#[cfg(test)]
mod tests {
    use super::*;
    use crate::model::{Collaborator, ContentBlock, ValidationResults};
    use serde_json::{json, Map};

    fn now() -> DateTime<Utc> {
        DateTime::parse_from_rfc3339("2024-05-01T12:00:00Z")
            .unwrap()
            .with_timezone(&Utc)
    }

    fn session() -> BuilderSession {
        BuilderSession {
            id: "s1".into(),
            session_id: "builder-s1".into(),
            user_id: "u1".into(),
            created_at: now() - Duration::hours(1),
            updated_at: now() - Duration::minutes(10),
            ..Default::default()
        }
    }

    fn ids(list: &[&str]) -> Vec<String> {
        list.iter().map(|s| s.to_string()).collect()
    }

    fn project(s: BuilderSession) -> SessionView {
        SessionView::project(s, &BuilderSettings::default(), now())
    }

    #[test]
    fn progress_tracks_state() {
        for state in WorkflowState::ALL {
            let mut s = session();
            s.current_state = state;
            let view = project(s);
            assert_eq!(view.state_progress(), state.progress());
            assert_eq!(view.completion_percent(), view.state_progress() * 25);
        }
    }

    #[test]
    fn missing_content_is_reported_not_enforced() {
        let mut s = session();
        s.selected_content = ids(&["a", "b", "c"]);
        s.content_order = ids(&["b"]);
        let view = project(s);
        assert!(view.content.has_content);
        assert_eq!(view.content.missing_content_count, 2);
        assert!(!view.content.content_is_ordered);
        assert_eq!(view.content.unordered_ids, ids(&["a", "c"]));

        let mut s = session();
        s.selected_content = ids(&["a"]);
        s.content_order = ids(&["a", "x"]);
        let view = project(s);
        assert_eq!(view.content.missing_content_count, 0);
        assert!(view.content.content_is_ordered);
        assert_eq!(view.content.orphaned_order_ids, ids(&["x"]));
    }

    #[test]
    fn duplicates_are_tolerated() {
        let mut s = session();
        s.selected_content = ids(&["a", "a"]);
        s.content_order = ids(&["a"]);
        let view = project(s);
        assert!(view.content.has_duplicate_selection);
        assert_eq!(view.content.unique_selected_count, 1);
        assert_eq!(view.content.missing_content_count, 1);
    }

    #[test]
    fn valid_layout_needs_template_and_order() {
        let mut s = session();
        s.selected_content = ids(&["a", "b"]);
        s.content_order = ids(&["a"]);
        s.layout_config.template_id = Some("modern".into());
        assert!(!project(s.clone()).layout.has_valid_layout);

        s.content_order = ids(&["a", "b"]);
        assert!(project(s.clone()).layout.has_valid_layout);

        s.layout_config.template_id = Some("  ".into());
        assert!(!project(s).layout.has_valid_layout);
    }

    #[test]
    fn never_saved_session_needs_save() {
        let view = project(session());
        assert!(view.save.needs_save);
        assert!(!view.save.has_been_saved);
        assert!(view.save.last_saved_minutes_ago.is_none());
        assert!(view.save.auto_save_due);
    }

    #[test]
    fn staleness_threshold_is_five_minutes() {
        let mut s = session();
        s.last_saved_at = Some(now() - Duration::minutes(4));
        s.updated_at = now() - Duration::minutes(4);
        let view = project(s.clone());
        assert_eq!(view.save.last_saved_minutes_ago, Some(4));
        assert!(!view.save.needs_save);
        assert!(!view.save.has_unsaved_changes);
        assert!(!view.save.auto_save_due);

        s.last_saved_at = Some(now() - Duration::minutes(5));
        assert!(project(s).save.needs_save);
    }

    #[test]
    fn save_stamped_at_latest_instant_projects() {
        let latest = DateTime::<Utc>::MAX_UTC;
        let record = json!({"id": "s1", "lastSavedAt": latest.timestamp_millis()});
        let s = crate::normalize::normalize(&record).unwrap();
        assert!(s.last_saved_at.is_some());

        let view = project(s);
        assert!(view.save.has_been_saved);
        assert!(view.save.next_auto_save_at.is_none());
        assert!(!view.save.auto_save_due);
    }

    #[test]
    fn empty_session_scores_zero() {
        let view = project(session());
        assert_eq!(view.quality_score(), 0);
        assert_eq!(view.quality_rating(), QualityRating::NeedsWork);
        assert!(!view.can_advance());
        assert!(!view.is_ready_to_publish());
    }

    #[test]
    fn complete_session_scores_one_hundred() {
        let mut s = session();
        s.current_state = WorkflowState::Publishing;
        s.selected_content = ids(&["a", "b", "c", "d", "e"]);
        s.content_order = s.selected_content.clone();
        s.content_blocks = s
            .selected_content
            .iter()
            .map(|id| ContentBlock {
                id: format!("block-{id}"),
                content_id: id.clone(),
                ..Default::default()
            })
            .collect();
        s.layout_config.template_id = Some("modern".into());
        let mut styling = Map::new();
        styling.insert("primaryColor".into(), json!("#123456"));
        s.styling_applied = styling;
        s.validation_results = ValidationResults {
            valid: true,
            ..Default::default()
        };
        s.publish_readiness = PublishReadiness::Ready;
        s.test_recipients = ids(&["qa@example.com"]);
        s.last_saved_at = Some(s.updated_at);

        let view = project(s);
        assert_eq!(view.quality_score(), 100);
        assert_eq!(view.quality_rating(), QualityRating::Excellent);
        assert!(view.is_ready_to_publish());
        assert!(view.can_advance());
        assert!(view.preview.can_send_test);
    }

    #[test]
    fn collaboration_feeds_view_and_edit_checks() {
        let mut s = session();
        s.collaboration_data = vec![
            Collaborator {
                user_id: "u1".into(),
                username: "ann".into(),
                current_section: Some("intro".into()),
                last_activity: now(),
                locks: ids(&["intro"]),
            },
            Collaborator {
                user_id: "u2".into(),
                username: "bob".into(),
                current_section: Some("intro".into()),
                last_activity: now() - Duration::minutes(20),
                locks: vec![],
            },
        ];
        let view = project(s);
        assert_eq!(view.collaboration.active_user_ids, ids(&["u1"]));
        assert!(view.collaboration.has_section_conflict);
        assert!(view.can_edit_section("intro", "u1"));
        assert!(!view.can_edit_section("intro", "u2"));
    }

    #[test]
    fn activity_window_is_eight_hours() {
        let mut s = session();
        s.updated_at = now() - Duration::hours(8);
        assert!(project(s.clone()).activity.is_active);
        s.updated_at = now() - Duration::hours(9);
        assert!(!project(s).activity.is_active);
    }
}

┄┄┄┄┄┄

WORK TO COMPLETE: If the word "DateTime" appears in a line above, copy that line.

WRITTEN RESPONSE:
    fn now() -> DateTime<Utc> {
        DateTime::parse_from_rfc3339("2024-05-01T12:00:00Z")
        let latest = DateTime::<Utc>::MAX_UTC;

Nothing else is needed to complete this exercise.